In Crain v. Petrie, 6 Hill, 522, an executory contract existed between Petrie and Gage, a butcher, by which the latter agreed to purchase of the former a quantity of mutton. Gage refused to accept of the mutton, because he learned that Crain had sold diseased sheep to Petrie. The action was to recover damages for selling diseased sheep. The plaintiff sought to recover the damages occasioned him by the nonfulfillment of Gage's contract, and also the damages sustained by the refusal of others to purchase mutton of him. The court, in discussing the right to recover special damages, said that such damages ‘must appear to be the legal and natural consequences arising from the tort, and not from the wrongful act of a third party, remotely induced thereby. * * * That the refusal of Gage to receive and sell good and well-cured hams, shoulders,’ etc., ‘contrary to a previous arrangement with him, in consequence of the reports that the plaintiff had purchased a lot of diseased sheep of the defendant, was a wrongful breach of contract by Gage, for which the plaintiff had an adequate remedy against him, and therefore such damages could not be recovered against Crain, who sold the sheep.’ The court in its opinion cites Vicars v. Wilcocks, 8 East, 1, and Morris v. Langdale, 2 Bos. & P. 284, which lay down the same rule, but these cases have been expressly overruled. Lumley v. Gye, 2 El. & Bl. 216; Lynch v. Knight, 9 H. J. Cas. 577, 586, 590, 600; Green v. Button, 2 Cromp. M. & R. 707, Tyrw. & G. 118; Mayne, Dam. (4th Ed.) 661;Starkie, Sland. & L. (4th Eng. Ed.) 320, 438; 1 Suth. Dam. 68; 2 Smith, Lead. Cas. 464. The only authorities referred to by the two text writers cited in Crain v. Petrie are the two overruled cases. Petrie's case is distinguishable from the one at bar in the fact that he did not purchase the sheep to sell to persons who were to use them for food, but he intended to sell them to a butcher, who was to sell to consumers; besides, it was not shown in that case that the defendant knew that the plaintiff purchased the sheep for the purpose of having them converted into food, even by others. Again, Petrie did not sell the diseased sheep, so he sustained no loss by reason of their sale.
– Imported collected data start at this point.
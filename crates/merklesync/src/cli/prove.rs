use std::fs::write;
use std::str::FromStr;

use camino::Utf8PathBuf;
use clap::Parser;
use eyre::{Result as EyreResult, WrapErr};
use merklesync_primitives::block::BlockId;

use crate::cli::RootArgs;
use crate::output::Output;

/// Generate a proof bundle for one or more blocks
#[derive(Debug, Parser)]
pub struct ProveCommand {
    /// Blocks to prove
    #[clap(value_name = "ID", required = true, value_parser = BlockId::from_str)]
    pub ids: Vec<BlockId>,

    /// Write the bundle to this file instead of stdout
    #[clap(long, value_name = "FILE")]
    pub out: Option<Utf8PathBuf>,
}

impl ProveCommand {
    pub fn run(self, root_args: &RootArgs, output: &Output) -> EyreResult<()> {
        let service = root_args.open_service()?;
        let bundle = service.prove_bundle(&self.ids)?;

        let Some(path) = self.out else {
            println!("{}", serde_json::to_string_pretty(&bundle)?);
            return Ok(());
        };

        write(&path, serde_json::to_vec_pretty(&bundle)?)
            .wrap_err_with(|| format!("failed to write proof bundle to {path:?}"))?;

        output.write(&bundle);

        Ok(())
    }
}
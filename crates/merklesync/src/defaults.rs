use camino::{Utf8Path, Utf8PathBuf};
use dirs::home_dir;

pub const DEFAULT_MERKLESYNC_HOME: &str = ".merklesync";

pub fn default_node_dir() -> Utf8PathBuf {
    if let Some(home) = home_dir().as_deref().and_then(Utf8Path::from_path) {
        return home.join(DEFAULT_MERKLESYNC_HOME);
    }

    Utf8PathBuf::default()
}
//! Artifact persistence helpers
//!
//! Fitted objects (preprocessor, model) are persisted as pretty-printed
//! JSON; anything `Serialize`/`DeserializeOwned` round-trips.

use crate::error::Result;
use serde::de::DeserializeOwned;
use serde::Serialize;
use std::path::Path;
use tracing::info;

/// Serialize `value` as pretty JSON at `path`, creating parent directories
/// as needed.
pub fn save_json<T: Serialize>(path: &Path, value: &T) -> Result<()> {
    if let Some(parent) = path.parent() {
        if !parent.as_os_str().is_empty() {
            std::fs::create_dir_all(parent)?;
        }
    }
    let json = serde_json::to_string_pretty(value)?;
    std::fs::write(path, json)?;
    info!(path = %path.display(), "saved artifact");
    Ok(())
}

/// Load a value previously written with [`save_json`].
pub fn load_json<T: DeserializeOwned>(path: &Path) -> Result<T> {
    let json = std::fs::read_to_string(path)?;
    let value = serde_json::from_str(&json)?;
    info!(path = %path.display(), "loaded artifact");
    Ok(value)
}
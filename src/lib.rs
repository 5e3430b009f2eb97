//! Student exam score prediction pipeline.
//!
//! A small end-to-end regression system: ingest a tabular CSV, split it
//! deterministically, fit a column-wise preprocessor and a set of
//! candidate regressors, persist the best model, and serve predictions
//! from the saved artifacts.
//!
//! The stages compose through [`pipeline::run_training_pipeline`]:
//!
//! 1. [`ingestion`] archives the raw data and writes the train/test split
//! 2. [`transformation`] fits the preprocessor and produces matrices
//! 3. [`trainer`] evaluates the candidate models and saves the winner
//!
//! Inference goes through [`pipeline::PredictPipeline`], which lazily
//! loads the persisted preprocessor and model.

pub mod artifact;
pub mod config;
pub mod data;
pub mod error;
pub mod ingestion;
pub mod logging;
pub mod models;
pub mod pipeline;
pub mod preprocessing;
pub mod trainer;
pub mod transformation;

pub use config::PipelineConfig;
pub use error::{PipelineError, Result};
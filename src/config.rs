//! Pipeline configuration
//!
//! One [`PipelineConfig`] is resolved at process start (environment read
//! exactly once) and passed down to every stage. All artifact paths are
//! derived from the same root directory, so stages agree on a shared
//! location without explicit handoff.

use serde::{Deserialize, Serialize};
use std::path::{Path, PathBuf};

/// Environment variable overriding the artifact root directory.
pub const ARTIFACTS_DIR_ENV: &str = "ARTIFACTS_DIR";

/// Default artifact root when the environment variable is unset.
pub const DEFAULT_ARTIFACTS_DIR: &str = "artifacts";

/// Default source dataset location.
pub const DEFAULT_SOURCE_DATA: &str = "data/stud.csv";

/// Shared configuration for all pipeline stages.
///
/// Derived file paths are computed once in the constructor.
#[derive(Debug, Clone, Serialize, Deserialize)]
pub struct PipelineConfig {
    /// Root directory for all artifacts.
    pub artifacts_dir: PathBuf,
    /// Path to the source dataset CSV.
    pub source_data_path: PathBuf,
    /// Copy of the source dataset, written by ingestion.
    pub raw_data_path: PathBuf,
    /// Training split, written by ingestion.
    pub train_data_path: PathBuf,
    /// Test split, written by ingestion.
    pub test_data_path: PathBuf,
    /// Fitted preprocessor, written by transformation.
    pub preprocessor_path: PathBuf,
    /// Best trained model, written by training.
    pub model_path: PathBuf,
    /// Target column (numeric label).
    pub target_column: String,
    /// Numeric feature columns.
    pub numeric_columns: Vec<String>,
    /// Categorical feature columns.
    pub categorical_columns: Vec<String>,
    /// Fraction of rows held out for the test split.
    pub test_fraction: f64,
    /// Seed for the deterministic shuffle split.
    pub split_seed: u64,
}

impl PipelineConfig {
    /// Resolve the artifact root from `ARTIFACTS_DIR`, falling back to
    /// `artifacts`. Call once at startup and pass the config down; stages
    /// never read the environment themselves.
    pub fn from_env() -> Self {
        let root = std::env::var(ARTIFACTS_DIR_ENV)
            .map(PathBuf::from)
            .unwrap_or_else(|_| PathBuf::from(DEFAULT_ARTIFACTS_DIR));
        Self::with_artifacts_dir(root)
    }

    /// Build a config rooted at an explicit artifact directory.
    pub fn with_artifacts_dir(root: impl Into<PathBuf>) -> Self {
        let artifacts_dir: PathBuf = root.into();
        Self {
            raw_data_path: artifacts_dir.join("raw.csv"),
            train_data_path: artifacts_dir.join("train.csv"),
            test_data_path: artifacts_dir.join("test.csv"),
            preprocessor_path: artifacts_dir.join("preprocessor.json"),
            model_path: artifacts_dir.join("model.json"),
            artifacts_dir,
            source_data_path: PathBuf::from(DEFAULT_SOURCE_DATA),
            target_column: "math_score".to_string(),
            numeric_columns: vec![
                "reading_score".to_string(),
                "writing_score".to_string(),
            ],
            categorical_columns: vec![
                "gender".to_string(),
                "race_ethnicity".to_string(),
                "parental_level_of_education".to_string(),
                "lunch".to_string(),
                "test_preparation_course".to_string(),
            ],
            test_fraction: 0.2,
            split_seed: 42,
        }
    }

    /// Override the source dataset path.
    pub fn with_source(mut self, path: impl AsRef<Path>) -> Self {
        self.source_data_path = path.as_ref().to_path_buf();
        self
    }
}

impl Default for PipelineConfig {
    fn default() -> Self {
        Self::with_artifacts_dir(DEFAULT_ARTIFACTS_DIR)
    }
}

#[cfg(test)]
mod tests {
    use super::*;

    #[test]
    fn test_derived_paths_share_root() {
        let config = PipelineConfig::with_artifacts_dir("/tmp/run1");
        assert_eq!(config.raw_data_path, PathBuf::from("/tmp/run1/raw.csv"));
        assert_eq!(config.train_data_path, PathBuf::from("/tmp/run1/train.csv"));
        assert_eq!(config.test_data_path, PathBuf::from("/tmp/run1/test.csv"));
        assert_eq!(
            config.preprocessor_path,
            PathBuf::from("/tmp/run1/preprocessor.json")
        );
        assert_eq!(config.model_path, PathBuf::from("/tmp/run1/model.json"));
    }

    #[test]
    fn test_default_schema() {
        let config = PipelineConfig::default();
        assert_eq!(config.target_column, "math_score");
        assert_eq!(config.numeric_columns.len(), 2);
        assert_eq!(config.categorical_columns.len(), 5);
        assert!((config.test_fraction - 0.2).abs() < f64::EPSILON);
    }
}
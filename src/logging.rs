//! Tracing setup
//!
//! Logs to stderr and to a timestamped file under `logs/`. The returned
//! guard must be held for the life of the process so buffered file output
//! is flushed on exit.

use std::fs;
use std::path::Path;
use tracing_appender::non_blocking::WorkerGuard;
use tracing_subscriber::layer::SubscriberExt;
use tracing_subscriber::util::SubscriberInitExt;
use tracing_subscriber::EnvFilter;

const LOG_DIR: &str = "logs";

/// Initialize tracing. Returns `None` for the guard if the log file could
/// not be created; stderr logging still works in that case.
pub fn init() -> Option<WorkerGuard> {
    let filter = EnvFilter::try_from_default_env()
        .unwrap_or_else(|_| EnvFilter::new("scorecast=info"));

    let stderr_layer = tracing_subscriber::fmt::layer().with_writer(std::io::stderr);

    match file_writer() {
        Some((writer, guard)) => {
            let file_layer = tracing_subscriber::fmt::layer()
                .with_writer(writer)
                .with_ansi(false);
            tracing_subscriber::registry()
                .with(filter)
                .with(stderr_layer)
                .with(file_layer)
                .init();
            Some(guard)
        }
        None => {
            tracing_subscriber::registry()
                .with(filter)
                .with(stderr_layer)
                .init();
            None
        }
    }
}

fn file_writer() -> Option<(tracing_appender::non_blocking::NonBlocking, WorkerGuard)> {
    fs::create_dir_all(LOG_DIR).ok()?;
    let filename = format!("{}.log", chrono::Local::now().format("%Y-%m-%d_%H-%M-%S"));
    let file = fs::File::create(Path::new(LOG_DIR).join(filename)).ok()?;
    Some(tracing_appender::non_blocking(file))
}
The case at bar is distinguishable from a class of cases in which the damages sought to be recovered arise from a breach of the contract or of duty, or from the wrongful act of a third person, which breach of contract, duty, or wrongful act may have been remotely caused by the person sued. In such cases the person injured has a right of action against those who have violated their contract or duty, or have committed a wrongful act, to his injury, but here this plaintiff...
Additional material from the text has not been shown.